> _Stored data_
────
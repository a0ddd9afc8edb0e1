//! Console presenter: draws the popup as text lines and rings the terminal bell
//! in place of the configured sound file.

use std::io::{self, IsTerminal, Write};
use std::path::Path;

use watchpost_protocols::{AlertKind, PopupPhase, PopupView, PresentationError, Presenter};

pub(crate) struct ConsolePresenter;

impl Presenter for ConsolePresenter {
    fn play_sound(
        &self,
        _kind: AlertKind,
        sound_path: &Path,
        volume: f32,
    ) -> Result<(), PresentationError> {
        if volume <= 0.0 {
            return Ok(());
        }
        if !sound_path.is_file() {
            return Err(PresentationError::PlaybackBlocked(format!(
                "sound file not found: {}",
                sound_path.display()
            )));
        }
        let mut stderr = io::stderr();
        if !stderr.is_terminal() {
            return Err(PresentationError::Unavailable);
        }
        stderr.write_all(b"\x07")?;
        stderr.flush()?;
        Ok(())
    }

    fn render(&self, view: Option<&PopupView>) {
        match view {
            Some(view) => println!("{}", format_view(view)),
            None => println!("(popup hidden)"),
        }
    }
}

fn format_view(view: &PopupView) -> String {
    let alert = &view.alert;
    let mut line = format!(
        "{} [{}] {}",
        alert.kind.emoji(),
        alert.kind.as_str().to_uppercase(),
        alert.title
    );
    if !alert.message.is_empty() {
        line.push_str(": ");
        line.push_str(&alert.message.replace('\n', " "));
    }

    match view.phase {
        PopupPhase::Paused => line.push_str("  (paused)"),
        PopupPhase::Closing => line.push_str("  (closing)"),
        _ => {
            if let Some(label) = view.countdown_label() {
                line.push_str("  ");
                line.push_str(&label);
            }
        }
    }
    line
}

#[cfg(test)]
mod tests {
    use super::*;
    use watchpost_protocols::Alert;

    fn view(phase: PopupPhase, remaining: Option<u32>) -> PopupView {
        PopupView {
            alert: Alert::error("Fire Detected", "Smoke in\nserver room"),
            phase,
            remaining,
            show_countdown: phase != PopupPhase::Paused,
        }
    }

    #[test]
    fn test_format_counting_view() {
        let line = format_view(&view(PopupPhase::Counting, Some(4)));
        assert!(line.contains("[ERROR] Fire Detected: Smoke in server room"));
        assert!(line.ends_with("4s"));
    }

    #[test]
    fn test_format_paused_and_closing_views() {
        assert!(format_view(&view(PopupPhase::Paused, Some(5))).ends_with("(paused)"));
        assert!(format_view(&view(PopupPhase::Closing, Some(0))).ends_with("(closing)"));
    }

    #[test]
    fn test_format_manual_dismiss_view_has_no_countdown() {
        let line = format_view(&view(PopupPhase::Counting, None));
        assert!(line.ends_with("server room"));
    }

    #[test]
    fn test_muted_sound_is_a_no_op() {
        let missing = Path::new("/nonexistent/watchpost/alert.mp3");
        assert!(ConsolePresenter.play_sound(AlertKind::Info, missing, 0.0).is_ok());
    }

    #[test]
    fn test_missing_sound_file_is_reported() {
        let missing = Path::new("/nonexistent/watchpost/alert.mp3");
        let result = ConsolePresenter.play_sound(AlertKind::Error, missing, 0.5);
        match result {
            Err(PresentationError::PlaybackBlocked(reason)) => {
                assert!(reason.contains("/nonexistent/watchpost/alert.mp3"));
            }
            other => panic!("expected PlaybackBlocked, got {:?}", other),
        }
    }
}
────
> _Required action_
However many lines the data holds, return each one exactly.

> _Final answer_
repository a0ddd9afc8edb0e1
//! Console presenter: draws the popup as text lines and rings the terminal bell
//! in place of the configured sound file.

use std::io::{self, IsTerminal, Write};
use std::path::Path;

use watchpost_protocols::{AlertKind, PopupPhase, PopupView, PresentationError, Presenter};

pub(crate) struct ConsolePresenter;

impl Presenter for ConsolePresenter {
    fn play_sound(
        &self,
        _kind: AlertKind,
        sound_path: &Path,
        volume: f32,
    ) -> Result<(), PresentationError> {
        if volume <= 0.0 {
            return Ok(());
        }
        if !sound_path.is_file() {
            return Err(PresentationError::PlaybackBlocked(format!(
                "sound file not found: {}",
                sound_path.display()
            )));
        }
        let mut stderr = io::stderr();
        if !stderr.is_terminal() {
            return Err(PresentationError::Unavailable);
        }
        stderr.write_all(b"\x07")?;
        stderr.flush()?;
        Ok(())
    }

    fn render(&self, view: Option<&PopupView>) {
        match view {
            Some(view) => println!("{}", format_view(view)),
            None => println!("(popup hidden)"),
        }
    }
}

fn format_view(view: &PopupView) -> String {
    let alert = &view.alert;
    let mut line = format!(
        "{} [{}] {}",
        alert.kind.emoji(),
        alert.kind.as_str().to_uppercase(),
        alert.title
    );
    if !alert.message.is_empty() {
        line.push_str(": ");
        line.push_str(&alert.message.replace('\n', " "));
    }

    match view.phase {
        PopupPhase::Paused => line.push_str("  (paused)"),
        PopupPhase::Closing => line.push_str("  (closing)"),
        _ => {
            if let Some(label) = view.countdown_label() {
                line.push_str("  ");
                line.push_str(&label);
            }
        }
    }
    line
}

#[cfg(test)]
mod tests {
    use super::*;
    use watchpost_protocols::Alert;

    fn view(phase: PopupPhase, remaining: Option<u32>) -> PopupView {
        PopupView {
            alert: Alert::error("Fire Detected", "Smoke in\nserver room"),
            phase,
            remaining,
            show_countdown: phase != PopupPhase::Paused,
        }
    }

    #[test]
    fn test_format_counting_view() {
        let line = format_view(&view(PopupPhase::Counting, Some(4)));
        assert!(line.contains("[ERROR] Fire Detected: Smoke in server room"));
        assert!(line.ends_with("4s"));
    }

    #[test]
    fn test_format_paused_and_closing_views() {
        assert!(format_view(&view(PopupPhase::Paused, Some(5))).ends_with("(paused)"));
        assert!(format_view(&view(PopupPhase::Closing, Some(0))).ends_with("(closing)"));
    }

    #[test]
    fn test_format_manual_dismiss_view_has_no_countdown() {
        let line = format_view(&view(PopupPhase::Counting, None));
        assert!(line.ends_with("server room"));
    }

    #[test]
    fn test_muted_sound_is_a_no_op() {
        let missing = Path::new("/nonexistent/watchpost/alert.mp3");
        assert!(ConsolePresenter.play_sound(AlertKind::Info, missing, 0.0).is_ok());
    }

    #[test]
    fn test_missing_sound_file_is_reported() {
        let missing = Path::new("/nonexistent/watchpost/alert.mp3");
        let result = ConsolePresenter.play_sound(AlertKind::Error, missing, 0.5);
        match result {
            Err(PresentationError::PlaybackBlocked(reason)) => {
                assert!(reason.contains("/nonexistent/watchpost/alert.mp3"));
            }
            other => panic!("expected PlaybackBlocked, got {:?}", other),
        }
    }
}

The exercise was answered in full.